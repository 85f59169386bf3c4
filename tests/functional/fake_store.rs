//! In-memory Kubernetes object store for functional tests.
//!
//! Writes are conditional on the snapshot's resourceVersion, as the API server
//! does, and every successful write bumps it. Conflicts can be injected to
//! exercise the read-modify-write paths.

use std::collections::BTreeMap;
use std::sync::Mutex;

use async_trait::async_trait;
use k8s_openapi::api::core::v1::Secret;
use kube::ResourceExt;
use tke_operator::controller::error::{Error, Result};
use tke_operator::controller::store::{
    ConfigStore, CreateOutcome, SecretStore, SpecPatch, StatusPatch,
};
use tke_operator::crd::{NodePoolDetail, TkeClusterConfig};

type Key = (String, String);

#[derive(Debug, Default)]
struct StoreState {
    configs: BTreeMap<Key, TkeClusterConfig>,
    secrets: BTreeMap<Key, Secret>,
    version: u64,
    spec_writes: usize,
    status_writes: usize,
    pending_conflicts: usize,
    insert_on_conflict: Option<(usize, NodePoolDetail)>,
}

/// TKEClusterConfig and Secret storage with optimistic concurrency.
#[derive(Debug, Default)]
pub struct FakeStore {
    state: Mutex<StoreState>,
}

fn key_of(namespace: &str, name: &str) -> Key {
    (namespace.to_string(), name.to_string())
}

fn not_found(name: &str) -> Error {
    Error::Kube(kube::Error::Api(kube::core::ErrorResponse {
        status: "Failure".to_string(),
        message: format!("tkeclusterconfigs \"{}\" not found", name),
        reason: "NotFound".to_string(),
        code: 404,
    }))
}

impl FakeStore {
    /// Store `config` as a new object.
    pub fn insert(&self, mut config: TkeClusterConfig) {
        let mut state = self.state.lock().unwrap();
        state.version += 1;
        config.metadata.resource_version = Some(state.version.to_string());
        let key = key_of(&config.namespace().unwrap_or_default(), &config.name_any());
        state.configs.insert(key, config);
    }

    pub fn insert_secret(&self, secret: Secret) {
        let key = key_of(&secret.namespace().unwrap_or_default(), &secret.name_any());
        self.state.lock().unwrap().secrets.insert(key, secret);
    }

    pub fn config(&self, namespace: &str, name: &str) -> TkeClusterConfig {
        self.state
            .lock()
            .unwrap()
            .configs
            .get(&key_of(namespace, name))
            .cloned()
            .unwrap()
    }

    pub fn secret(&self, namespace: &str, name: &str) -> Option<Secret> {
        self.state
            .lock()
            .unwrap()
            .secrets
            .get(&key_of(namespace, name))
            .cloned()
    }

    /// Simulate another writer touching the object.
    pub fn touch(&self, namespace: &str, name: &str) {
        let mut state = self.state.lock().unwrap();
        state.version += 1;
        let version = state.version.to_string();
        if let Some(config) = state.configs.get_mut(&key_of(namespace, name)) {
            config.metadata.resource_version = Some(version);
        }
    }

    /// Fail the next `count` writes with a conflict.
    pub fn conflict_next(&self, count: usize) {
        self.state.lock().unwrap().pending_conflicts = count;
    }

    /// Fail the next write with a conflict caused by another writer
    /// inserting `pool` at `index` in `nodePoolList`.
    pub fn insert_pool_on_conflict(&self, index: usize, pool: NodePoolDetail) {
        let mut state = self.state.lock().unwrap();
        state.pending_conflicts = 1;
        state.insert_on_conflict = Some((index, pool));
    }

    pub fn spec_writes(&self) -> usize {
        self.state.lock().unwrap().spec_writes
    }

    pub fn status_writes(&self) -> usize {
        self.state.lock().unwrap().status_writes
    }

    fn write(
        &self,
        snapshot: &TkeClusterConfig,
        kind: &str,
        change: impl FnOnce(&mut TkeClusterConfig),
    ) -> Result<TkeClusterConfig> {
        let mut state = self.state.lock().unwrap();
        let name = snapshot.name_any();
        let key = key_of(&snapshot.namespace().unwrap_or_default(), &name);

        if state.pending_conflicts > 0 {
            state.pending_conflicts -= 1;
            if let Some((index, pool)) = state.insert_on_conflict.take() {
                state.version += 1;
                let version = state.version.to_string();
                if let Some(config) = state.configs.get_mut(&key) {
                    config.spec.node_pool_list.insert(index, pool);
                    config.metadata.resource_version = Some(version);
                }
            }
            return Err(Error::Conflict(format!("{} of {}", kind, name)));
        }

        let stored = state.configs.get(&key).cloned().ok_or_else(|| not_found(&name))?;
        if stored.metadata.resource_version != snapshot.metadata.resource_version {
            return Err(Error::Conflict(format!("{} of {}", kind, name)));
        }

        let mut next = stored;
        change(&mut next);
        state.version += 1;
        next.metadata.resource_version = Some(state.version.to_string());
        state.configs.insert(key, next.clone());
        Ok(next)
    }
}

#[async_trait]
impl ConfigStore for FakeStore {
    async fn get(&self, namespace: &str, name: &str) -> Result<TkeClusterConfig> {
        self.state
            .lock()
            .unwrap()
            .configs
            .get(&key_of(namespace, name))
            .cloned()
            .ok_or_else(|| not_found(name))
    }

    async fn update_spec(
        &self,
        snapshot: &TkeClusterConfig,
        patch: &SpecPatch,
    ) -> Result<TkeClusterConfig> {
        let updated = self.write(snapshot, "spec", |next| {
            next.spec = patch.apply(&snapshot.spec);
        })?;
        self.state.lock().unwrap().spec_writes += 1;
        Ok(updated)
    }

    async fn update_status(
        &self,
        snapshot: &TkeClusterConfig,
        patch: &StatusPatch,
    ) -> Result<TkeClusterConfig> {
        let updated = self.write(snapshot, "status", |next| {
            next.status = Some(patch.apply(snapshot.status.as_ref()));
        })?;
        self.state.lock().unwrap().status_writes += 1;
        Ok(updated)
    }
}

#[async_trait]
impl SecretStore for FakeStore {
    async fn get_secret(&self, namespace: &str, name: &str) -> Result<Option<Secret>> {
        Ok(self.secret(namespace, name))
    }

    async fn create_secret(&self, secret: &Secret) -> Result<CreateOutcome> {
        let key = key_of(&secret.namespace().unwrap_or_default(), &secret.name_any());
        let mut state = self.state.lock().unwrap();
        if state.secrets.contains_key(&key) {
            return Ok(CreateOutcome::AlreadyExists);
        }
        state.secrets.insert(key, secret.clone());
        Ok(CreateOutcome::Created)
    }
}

TASK OBJECTIVE – From the material above, copy each line that includes the word "controller".

OUTPUT BELOW –
use tke_operator::controller::error::{Error, Result};
use tke_operator::controller::store::{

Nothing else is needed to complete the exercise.